═════ DATA SUPPLIED ═════

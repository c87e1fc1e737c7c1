//! Error types for data64.

use thiserror::Error;

/// Main error type for all Data64 operations.
#[derive(Debug, Error)]
pub enum Data64Error {
    /// Header build or parse referenced a version that is not registered.
    #[error("Unsupported version: {0}")]
    UnsupportedVersion(u8),

    /// No format plugin is available for the given format id.
    #[error("Invalid plugin format: {0}")]
    InvalidFormat(u8),

    /// Unknown return type id found in a header.
    #[error("Invalid return type: {0}")]
    InvalidType(u8),

    /// A version rule was rejected at registration time.
    #[error("Invalid version rule: {0}")]
    InvalidVersionRule(String),

    /// Decode stage received pipeline data it cannot work with.
    #[error("Cannot decode: {0}")]
    InvalidState(&'static str),

    /// Short or non-hexadecimal header field.
    #[error("Invalid header: {0}")]
    InvalidHeader(String),

    /// Metadata offset does not fit the value it applies to.
    #[error("Invalid offset {offset}: {reason}")]
    InvalidOffset {
        /// The rejected offset.
        offset: usize,
        /// Why it was rejected.
        reason: &'static str,
    },

    /// Base64 payload could not be decoded.
    #[error("Base64 error: {0}")]
    Base64(#[from] base64::DecodeError),

    /// Decoded payload was not valid UTF-8 text.
    #[error("UTF-8 error: {0}")]
    Utf8(#[from] std::string::FromUtf8Error),

    /// JSON serialization/deserialization error.
    #[error("JSON error: {0}")]
    Json(#[from] serde_json::Error),

    /// PHP serialize format error.
    #[error("PHP serialize error: {0}")]
    Php(String),

    /// UBJSON format error.
    #[error("UBJSON error: {0}")]
    Ubjson(String),

    /// JSOX format error.
    #[error("JSOX error: {0}")]
    Jsox(String),
}

/// Result type alias using Data64Error.
pub type Result<T> = std::result::Result<T, Data64Error>;
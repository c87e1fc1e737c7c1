//! Codec module - format plugins for the serialization step.
//!
//! Each plugin implements [`FormatPlugin`] for one [`Format`]:
//!
//! - [`JsonFormat`] - JSON text via `serde_json`
//! - [`PhpFormat`] - PHP `serialize()` text
//! - [`UbjsonFormat`] - Universal Binary JSON
//! - [`JsoxFormat`] - JSOX, a JSON superset
//!
//! # Design
//!
//! Plugins are stateless and receive the per-call [`State`] explicitly.
//! `encode()` reads the current data and returns the serialized form;
//! `decode()` calls [`State::decode`] to obtain the Base64-decoded payload
//! and deserializes it.
//!
//! # Example
//!
//! ```
//! use data64::codec::{FormatPlugin, JsonFormat};
//! use data64::{Data, Format, Options, State, Transcoder};
//! use serde_json::json;
//!
//! let transcoder = Transcoder::default();
//! let mut state = State::new(&transcoder, Data::from(json!([1, 2])), Options::default());
//!
//! let out = JsonFormat.encode(&mut state).unwrap();
//! assert_eq!(out, Some(Data::from("[1,2]")));
//! assert_eq!(JsonFormat.id(), Format::Json);
//! ```

mod json;
pub mod jsox;
pub mod php;
pub mod ubjson;

pub use json::JsonFormat;
pub use jsox::JsoxFormat;
pub use php::PhpFormat;
pub use ubjson::UbjsonFormat;

use crate::common::Format;
use crate::data::Data;
use crate::error::Result;
use crate::state::State;

/// Maximum nesting depth accepted by the decoders.
pub const MAX_DEPTH: usize = 512;

/// A serialization codec selectable by format id.
pub trait FormatPlugin: Send + Sync {
    /// The format this plugin handles.
    fn id(&self) -> Format;

    /// Serialize the state's current data.
    ///
    /// Returning `None` leaves the state data unchanged.
    fn encode(&self, state: &mut State<'_>) -> Result<Option<Data>>;

    /// Decode the payload held by the state and deserialize it.
    fn decode(&self, state: &mut State<'_>) -> Result<Data>;
}

/// Text view of a decoded payload; bytes must be valid UTF-8.
pub(crate) fn payload_text(data: Data) -> Result<String> {
    match data {
        Data::Text(s) => Ok(s),
        Data::Bytes(b) => Ok(String::from_utf8(b.to_vec())?),
        Data::Value(v) => Ok(v.to_string()),
    }
}
//! JSON format plugin using `serde_json`.
//!
//! The optional `replacer` hook runs before serialization and the optional
//! `reviver` hook after parsing.

use super::{payload_text, FormatPlugin};
use crate::common::Format;
use crate::data::Data;
use crate::error::Result;
use crate::state::State;

/// JSON codec.
#[derive(Debug, Clone, Copy, Default)]
pub struct JsonFormat;

impl FormatPlugin for JsonFormat {
    fn id(&self) -> Format {
        Format::Json
    }

    fn encode(&self, state: &mut State<'_>) -> Result<Option<Data>> {
        let mut value = state.input_value();
        if let Some(replacer) = &state.opts.replacer {
            value = replacer.apply(value);
        }
        Ok(Some(Data::Text(serde_json::to_string(&value)?)))
    }

    fn decode(&self, state: &mut State<'_>) -> Result<Data> {
        let text = payload_text(state.decode()?)?;
        let mut value = serde_json::from_str(&text)?;
        if let Some(reviver) = &state.opts.reviver {
            value = reviver.apply(value);
        }
        Ok(Data::Value(value))
    }
}
#[cfg(test)]
mod tests {
    use super::*;
    use crate::header::{HeaderCursor, VersionRule};
    use serde_json::json;
    use std::sync::atomic::{AtomicUsize, Ordering};

    #[test]
    fn test_encode_object_json() {
        let t = Transcoder::default();
        let encoded = t.encode(json!({"a": 1}), &Overrides::new()).unwrap();

        assert!(encoded.starts_with("SV03F1T1"));
        assert_eq!(
            encoding::decode_text(&encoded[8..], true).unwrap(),
            "{\"a\":1}"
        );

        let decoded = t.decode(&encoded, &Overrides::new()).unwrap();
        assert_eq!(decoded.into_data(), Data::from(json!({"a": 1})));
    }

    #[test]
    fn test_header_elision() {
        let t = Transcoder::default();
        let v = json!([1]);

        let none = t.encode(v.clone(), &Overrides::new().format(Format::None)).unwrap();
        assert_eq!(t.parse_header(&none).unwrap().header().unwrap(), "SV03");

        let php = t
            .encode(
                v.clone(),
                &Overrides::new().format(Format::Php).rtype(ReturnType::ArrObj),
            )
            .unwrap();
        assert_eq!(t.parse_header(&php).unwrap().header().unwrap(), "SV03F2");

        let raw = t
            .encode(v.clone(), &Overrides::new().rtype(ReturnType::Raw))
            .unwrap();
        assert_eq!(t.parse_header(&raw).unwrap().header().unwrap(), "SV03F1");

        let arr = t.encode(v, &Overrides::new()).unwrap();
        assert_eq!(t.parse_header(&arr).unwrap().header().unwrap(), "SV03F1T1");
    }

    #[test]
    fn test_full_header() {
        let t = Transcoder::default();
        let extra = Overrides::new()
            .format(Format::None)
            .rtype(ReturnType::Raw)
            .full_header(true);
        let encoded = t.encode("abc", &extra).unwrap();
        assert_eq!(encoded, "SV03F0T0YWJj");

        let extra = Overrides::new().format(Format::Php).full_header(true);
        assert!(t.encode(json!(1), &extra).unwrap().starts_with("SV03F2T1"));
    }

    #[test]
    fn test_detect_header() {
        let t = Transcoder::default();
        assert_eq!(t.detect_header("SV03F1T1eyJhIjoxfQ"), 3);
        assert_eq!(t.detect_header("SV03"), 3);
        assert_eq!(t.detect_header("eyJhIjoxfQ"), 0);
        assert_eq!(t.detect_header("SV09abc"), 0);
        assert_eq!(t.detect_header(""), 0);
    }

    #[test]
    fn test_php_payloads_starting_with_t() {
        let t = Transcoder::default();
        let extra = Overrides::new().format(Format::Php);

        for value in [json!(null), json!({})] {
            let encoded = t.encode(value.clone(), &extra).unwrap();
            assert!(encoded.starts_with("SV03F2T"), "{}", encoded);
            assert_eq!(t.parse_header(&encoded).unwrap().offset(), 6);
            assert_eq!(
                t.decode(&encoded, &Overrides::new()).unwrap().into_data(),
                Data::from(value)
            );
        }
    }

    #[test]
    fn test_raw_needs_type_field() {
        let t = Transcoder::default();
        let v = json!({"a": 1});

        let elided = t
            .encode(v.clone(), &Overrides::new().rtype(ReturnType::Raw))
            .unwrap();
        assert_eq!(t.parse_header(&elided).unwrap().rtype, None);
        assert_eq!(
            t.decode(&elided, &Overrides::new()).unwrap().into_data(),
            Data::from(v.clone())
        );

        let explicit = t
            .encode(
                v,
                &Overrides::new().rtype(ReturnType::Raw).full_header(true),
            )
            .unwrap();
        assert_eq!(
            t.parse_header(&explicit).unwrap().rtype,
            Some(ReturnType::Raw)
        );
        assert_eq!(
            t.decode(&explicit, &Overrides::new()).unwrap().into_data(),
            Data::from("{\"a\":1}")
        );
    }

    #[test]
    fn test_decode_without_header() {
        let t = Transcoder::default();
        let decoded = t.decode("aGVsbG8", &Overrides::new()).unwrap();
        assert_eq!(decoded.into_data(), Data::from("hello"));
    }

    #[test]
    fn test_decode_want_bytes() {
        let t = Transcoder::default();
        let decoded = t
            .decode("SV03AAEC", &Overrides::new().want_bytes(true))
            .unwrap();
        assert_eq!(decoded.into_data(), Data::from(vec![0u8, 1, 2]));
    }

    #[test]
    fn test_unsupported_version() {
        let t = Transcoder::default();
        assert!(matches!(
            t.encode(json!(1), &Overrides::new().version(9)),
            Err(Data64Error::UnsupportedVersion(9))
        ));
        assert!(matches!(
            t.decode("SV09F1T1eyJhIjoxfQ", &Overrides::new()),
            Err(Data64Error::UnsupportedVersion(9))
        ));
    }

    #[test]
    fn test_profile_without_php() {
        let t = Transcoder::with_profile(Options::default(), Profile::bin());
        assert!(matches!(
            t.encode(json!({"a": 1}), &Overrides::new().format(Format::Php)),
            Err(Data64Error::InvalidFormat(2))
        ));
        // JSON is still available.
        assert!(t.encode(json!({"a": 1}), &Overrides::new()).is_ok());
    }

    #[test]
    fn test_core_profile_passes_text_through() {
        let t = Transcoder::with_profile(Options::default(), Profile::core());
        let encoded = t.encode("{\"a\":1}", &Overrides::new()).unwrap();
        assert_eq!(encoded, "SV03F1T1eyJhIjoxfQ");
        assert!(matches!(
            t.decode(&encoded, &Overrides::new()),
            Err(Data64Error::InvalidFormat(1))
        ));
    }

    #[test]
    fn test_text_is_not_reserialized() {
        let t = Transcoder::default();
        let plain = t.encode("[1,2]", &Overrides::new()).unwrap();
        let quoted = t
            .encode("[1,2]", &Overrides::new().encode_strings(true))
            .unwrap();

        assert_eq!(
            t.decode(&plain, &Overrides::new()).unwrap().into_data(),
            Data::from(json!([1, 2]))
        );
        assert_eq!(
            t.decode(&quoted, &Overrides::new()).unwrap().into_data(),
            Data::from(json!("[1,2]"))
        );
    }

    #[test]
    fn test_plugin_is_cached() {
        static CREATED: AtomicUsize = AtomicUsize::new(0);

        let profile = Profile::custom("counting").with(Format::Json, || {
            CREATED.fetch_add(1, Ordering::SeqCst);
            Box::new(crate::codec::JsonFormat)
        });
        let t = Transcoder::with_profile(Options::default(), profile);

        t.encode(json!([1]), &Overrides::new()).unwrap();
        t.encode(json!([2]), &Overrides::new()).unwrap();
        assert_eq!(CREATED.load(Ordering::SeqCst), 1);

        assert!(matches!(
            t.format_plugin(Format::None),
            Err(Data64Error::InvalidFormat(0))
        ));
    }

    #[test]
    fn test_factory_with_wrong_id() {
        let profile = Profile::custom("broken").with(Format::Php, || Box::new(crate::codec::JsonFormat));
        let t = Transcoder::with_profile(Options::default(), profile);
        assert!(matches!(
            t.format_plugin(Format::Php),
            Err(Data64Error::InvalidFormat(2))
        ));
    }

    #[test]
    fn test_want_state() {
        let t = Transcoder::default();
        let decoded = t
            .decode("SV03F1T1eyJhIjoxfQ", &Overrides::new().want_state(true))
            .unwrap();

        let state = decoded.as_state().unwrap();
        assert_eq!(state.history().len(), 1);
        let current = state.data().as_settings().unwrap();
        assert_eq!(current.format, Format::Json);
        assert_eq!(current.value(), Data::from(json!({"a": 1})));
        assert_eq!(current.prev().unwrap().header().unwrap(), "SV03F1T1");

        assert_eq!(decoded.into_data(), Data::from(json!({"a": 1})));
    }

    #[test]
    fn test_decode_value_rejects_values() {
        let t = Transcoder::default();
        let mut state = t.state(Data::from(json!(1)), &Overrides::new());
        assert!(matches!(
            t.decode_value(&mut state),
            Err(Data64Error::InvalidState(_))
        ));
    }

    #[test]
    fn test_standard_alphabet() {
        let t = Transcoder::default();
        let extra = Overrides::new().format(Format::None).url(false);
        let encoded = t.encode(Data::from(vec![0xfbu8, 0xff]), &extra).unwrap();
        assert_eq!(encoded, "SV03+/8=");

        let decoded = t
            .decode(&encoded, &Overrides::new().url(false).want_bytes(true))
            .unwrap();
        assert_eq!(decoded.into_data(), Data::from(vec![0xfbu8, 0xff]));
    }

    #[test]
    fn test_serde_helpers() {
        #[derive(Debug, PartialEq, serde::Serialize, serde::Deserialize)]
        struct Point {
            x: i32,
            y: i32,
        }

        let t = Transcoder::default();
        let encoded = t
            .encode_serde(&Point { x: 1, y: -2 }, &Overrides::new().format(Format::Ubjson))
            .unwrap();
        let point: Point = t.decode_as(&encoded, &Overrides::new()).unwrap();
        assert_eq!(point, Point { x: 1, y: -2 });
    }

    struct V4;

    impl VersionRule for V4 {
        fn version(&self) -> u8 {
            4
        }

        fn build(&self, _fields: &HeaderFields) -> String {
            String::new()
        }

        fn parse(&self, cursor: &mut HeaderCursor<'_>) -> Result<()> {
            cursor.next(0);
            Ok(())
        }
    }

    #[test]
    fn test_custom_registry() {
        let mut registry = VersionRegistry::builtin();
        registry.register(Box::new(V4)).unwrap();
        let t = Transcoder::default().with_registry(Arc::new(registry));

        let encoded = t.encode("hi", &Overrides::new()).unwrap();
        assert_eq!(encoded, "SV04aGk");
        assert_eq!(t.detect_header(&encoded), 4);
        assert_eq!(
            t.decode(&encoded, &Overrides::new()).unwrap().into_data(),
            Data::from("hi")
        );
    }
}
//! Base64 transform for the payload.
//!
//! With `url` enabled the URL-safe alphabet (`-` and `_`) is used and no
//! padding is written. Otherwise the standard alphabet with padding is used.
//! Decoding accepts both padded and unpadded input.

use base64::alphabet;
use base64::engine::{DecodePaddingMode, GeneralPurpose, GeneralPurposeConfig};
use base64::Engine as _;

use crate::error::Result;

const URL_SAFE: GeneralPurpose = GeneralPurpose::new(
    &alphabet::URL_SAFE,
    GeneralPurposeConfig::new()
        .with_encode_padding(false)
        .with_decode_padding_mode(DecodePaddingMode::Indifferent),
);

const STANDARD: GeneralPurpose = GeneralPurpose::new(
    &alphabet::STANDARD,
    GeneralPurposeConfig::new()
        .with_encode_padding(true)
        .with_decode_padding_mode(DecodePaddingMode::Indifferent),
);

#[inline]
fn engine(url: bool) -> &'static GeneralPurpose {
    if url {
        &URL_SAFE
    } else {
        &STANDARD
    }
}

/// Encode raw bytes.
pub fn encode_bytes(bytes: &[u8], url: bool) -> String {
    engine(url).encode(bytes)
}

/// Encode text as its UTF-8 bytes.
pub fn encode_text(text: &str, url: bool) -> String {
    encode_bytes(text.as_bytes(), url)
}

/// Decode to raw bytes.
///
/// # Errors
///
/// Returns error if `input` is not valid Base64 in the selected alphabet.
pub fn decode_bytes(input: &str, url: bool) -> Result<Vec<u8>> {
    Ok(engine(url).decode(input)?)
}

/// Decode to UTF-8 text.
///
/// # Errors
///
/// Returns error if `input` is not valid Base64 or the bytes are not UTF-8.
pub fn decode_text(input: &str, url: bool) -> Result<String> {
    Ok(String::from_utf8(decode_bytes(input, url)?)?)
}
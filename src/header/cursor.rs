//! Positional cursor over a header string.
//!
//! The cursor keeps a `[from, to)` window. [`HeaderCursor::next`] slides the
//! window forward by exactly `len` characters; fields are never located by
//! scanning for delimiters.

use super::dec;
use crate::error::{Data64Error, Result};
use crate::settings::Settings;

/// Cursor used by version rules to read header fields into a [`Settings`].
pub struct HeaderCursor<'a> {
    input: &'a str,
    settings: &'a mut Settings,
    from: usize,
    to: usize,
}

impl<'a> HeaderCursor<'a> {
    /// Create a cursor whose first window is `[0, to)`.
    pub fn new(input: &'a str, settings: &'a mut Settings, to: usize) -> Self {
        Self {
            input,
            settings,
            from: 0,
            to,
        }
    }

    /// The current window, or `None` if it runs past the end of the input.
    pub fn get(&self) -> Option<&'a str> {
        self.input.get(self.from..self.to)
    }

    /// Move the window start to the current end and extend it by `len`.
    pub fn next(&mut self, len: usize) {
        self.from = self.to;
        self.to += len;
    }

    /// The `len` characters after the current window, without moving.
    pub fn peek(&self, len: usize) -> Option<&'a str> {
        self.input.get(self.to..self.to.checked_add(len)?)
    }

    /// Start of the current window; after parsing, this is the payload offset.
    #[inline]
    pub fn position(&self) -> usize {
        self.from
    }

    /// The full input being parsed.
    #[inline]
    pub fn input(&self) -> &'a str {
        self.input
    }

    /// The settings being populated.
    #[inline]
    pub fn settings(&mut self) -> &mut Settings {
        &mut *self.settings
    }

    /// Advance over `literal.len()` characters and report whether they match.
    pub fn literal(&mut self, literal: &str) -> bool {
        self.next(literal.len());
        self.get() == Some(literal)
    }

    /// Advance over a fixed-width hex field and decode it.
    ///
    /// # Errors
    ///
    /// Returns [`Data64Error::InvalidHeader`] if the field is short or not hex.
    pub fn read_hex(&mut self, len: usize, field: &str) -> Result<u8> {
        self.next(len);
        let raw = self.get().ok_or_else(|| {
            Data64Error::InvalidHeader(format!(
                "{} field truncated at offset {}",
                field, self.from
            ))
        })?;
        dec(raw)
    }
}

#[cfg(test)]
mod tests {
    use super::*;
    use crate::common::Format;

    #[test]
    fn test_window_moves_positionally() {
        let mut settings = Settings::new(Format::None, None);
        let mut cursor = HeaderCursor::new("SV03F1", &mut settings, 2);

        assert_eq!(cursor.get(), Some("SV"));
        cursor.next(2);
        assert_eq!(cursor.get(), Some("03"));
        assert_eq!(cursor.position(), 2);
        assert!(cursor.literal("F"));
        assert_eq!(cursor.position(), 4);
    }

    #[test]
    fn test_get_past_end_is_none() {
        let mut settings = Settings::new(Format::None, None);
        let mut cursor = HeaderCursor::new("SV0", &mut settings, 2);
        cursor.next(2);
        assert_eq!(cursor.get(), None);
    }

    #[test]
    fn test_read_hex() {
        let mut settings = Settings::new(Format::None, None);
        let mut cursor = HeaderCursor::new("SVff", &mut settings, 2);
        assert_eq!(cursor.read_hex(2, "version").unwrap(), 255);
    }

    #[test]
    fn test_read_hex_truncated() {
        let mut settings = Settings::new(Format::None, None);
        let mut cursor = HeaderCursor::new("SV3", &mut settings, 2);
        let err = cursor.read_hex(2, "version").unwrap_err();
        assert!(err.to_string().contains("version field truncated"));
    }

    #[test]
    fn test_peek_does_not_move() {
        let mut settings = Settings::new(Format::None, None);
        let mut cursor = HeaderCursor::new("SV03F1", &mut settings, 2);
        cursor.next(2);
        assert_eq!(cursor.peek(2), Some("F1"));
        assert_eq!(cursor.peek(3), None);
        assert_eq!(cursor.position(), 2);
        assert!(cursor.literal("F"));
    }

    #[test]
    fn test_literal_mismatch_keeps_position() {
        let mut settings = Settings::new(Format::None, None);
        let mut cursor = HeaderCursor::new("SV03abc", &mut settings, 2);
        cursor.next(2);
        assert!(!cursor.literal("F"));
        assert_eq!(cursor.position(), 4);
    }
}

═════

Which lines in the data above hold the string "SeqCst"? Return each of them.

            CREATED.fetch_add(1, Ordering::SeqCst);
        assert_eq!(CREATED.load(Ordering::SeqCst), 1);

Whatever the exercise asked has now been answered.